Circular released by the Delhi Government
- There exist certain legal instruments specified under the Registration Act, 1908, which mandatorily require compulsory registration with competent authorities. Registering the instruments which require compulsory registration as per this Act qualifies them as being valid instruments which are admissible as evidence under any court. Since wills do not require compulsory registration under the Registration Act, 1908, even an unregistered will which has been properly executed, constitutes as a valid instrument in the eyes of law.
- Recently, the Government of Delhi released a circular wherein the state officials have been directed to ensure that a beneficiary under an unregistered shall now mandatorily be required to obtain and submit a succession certificate/probate order to the MCD, in order to get the property mutated under his name as well as for updating the property records.

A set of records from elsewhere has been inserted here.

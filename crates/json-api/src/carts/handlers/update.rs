//! Update Cart Line Handler

use std::sync::Arc;

use salvo::{
    oapi::{ToSchema, extract::PathParam},
    prelude::*,
};
use serde::{Deserialize, Serialize};

use crate::{
    carts::{
        errors::{parse_line_id, track_mutation},
        models::CartLineResponse,
    },
    errors::ApiError,
    extensions::*,
    state::State,
};

/// Update Cart Line Request
#[derive(Debug, Serialize, Deserialize, ToSchema)]
pub(crate) struct UpdateCartLineRequest {
    /// New quantity, at least 1
    pub quantity: i64,
}

/// Update Cart Line Handler
///
/// Served for both `PATCH` and `PUT`.
#[endpoint(
    tags("cart"),
    summary = "Set Cart Line Quantity",
    request_body = UpdateCartLineRequest,
    security(("session_cookie" = [])),
    responses(
        (status_code = StatusCode::OK, description = "Cart line updated"),
        (status_code = StatusCode::BAD_REQUEST, description = "Bad Request"),
        (status_code = StatusCode::UNAUTHORIZED, description = "Unauthorized"),
        (status_code = StatusCode::NOT_FOUND, description = "Cart line not found"),
        (status_code = StatusCode::INTERNAL_SERVER_ERROR, description = "Internal Server Error"),
    ),
)]
#[tracing::instrument(
    name = "cart.update",
    skip(id, req, depot),
    fields(cart_line = tracing::field::Empty),
    err(Debug)
)]
pub(crate) async fn handler(
    id: PathParam<String>,
    req: &mut Request,
    depot: &mut Depot,
) -> Result<Json<CartLineResponse>, ApiError> {
    let state = depot.obtain_or_500::<Arc<State>>()?;
    let owner = depot.identity_or_401()?;
    let line = parse_line_id(&id.into_inner())?;
    let request = req
        .json_or_400::<UpdateCartLineRequest>(INVALID_BODY_MESSAGE)
        .await?;

    tracing::Span::current().record("cart_line", tracing::field::display(line));

    let updated = track_mutation(
        "update",
        state
            .app
            .carts
            .set_quantity(&owner, line, request.quantity)
            .await,
    )?;

    Ok(Json(updated.into()))
}
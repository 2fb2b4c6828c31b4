//! User Orders Handler

use std::sync::Arc;

use salvo::prelude::*;

use crate::{
    errors::ApiError,
    extensions::*,
    orders::{errors::into_api_error, models::OrderResponse},
    state::State,
};

/// User Orders Handler
///
/// Orders placed by the signed-in user, newest first.
#[endpoint(
    tags("orders"),
    summary = "List User Orders",
    security(("session_cookie" = [])),
    responses(
        (status_code = StatusCode::OK, description = "Orders"),
        (status_code = StatusCode::UNAUTHORIZED, description = "Unauthorized"),
        (status_code = StatusCode::INTERNAL_SERVER_ERROR, description = "Internal Server Error"),
    ),
)]
pub(crate) async fn handler(depot: &mut Depot) -> Result<Json<Vec<OrderResponse>>, ApiError> {
    let state = depot.obtain_or_500::<Arc<State>>()?;
    let owner = depot.identity_or_401()?;

    let orders = state
        .app
        .orders
        .orders_for(&owner)
        .await
        .map_err(into_api_error)?;

    Ok(Json(orders.into_iter().map(OrderResponse::from).collect()))
}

- However, any beneficiary who furnishes a registered will is not required to additionally provide a succession certificate or probate order.
- Thus, as per this circular, in case the will is unregistered, under such circumstances, there will be a requirement to file an application under Section 276(1) of Indian Succession Act 1925 for seeking probate orders.
- It is important to note that the above provisions are applicable only within the territory and jurisdiction of Delhi.
Transfer of property under an unregistered WILL:
- Under a situation wherein the property to be transferred under a will has to be done in the instance of an unregistered will, the executor of the same will have to acquire a probate of the will, since it has been made mandatory by several states in India in cases involving the transfer of property.
- Thus, if such a will has not been registered, the claimant is mandatorily required to acquire the succession certificate from the court and this is always required for moveable properties like bank account balances, shares, securities etc. Legally, a probate is usually issued under the seal and signature of a Court officer and thus, is a document which endorses the fact that a particular will had been proven.
- A petition for any probate or letters of administration of the Will of a testator must be filed within three years from the date of death of the testator in order to avoid any unnecessary delays. However, no probate is necessary for Christian and Muslim Wills.
- Furthermore, the role of the executor is crucial in realizing the estate of the deceased and paying off his debts. He or she has to properly distribute the inheritances, as detailed under such a will and courts generally grant a probate to the Executor mentioned in the will. However, it is important to know that Ancestral property cannot be transferred under a will, whether registered or unregistered, unless it is partitioned, as per the law.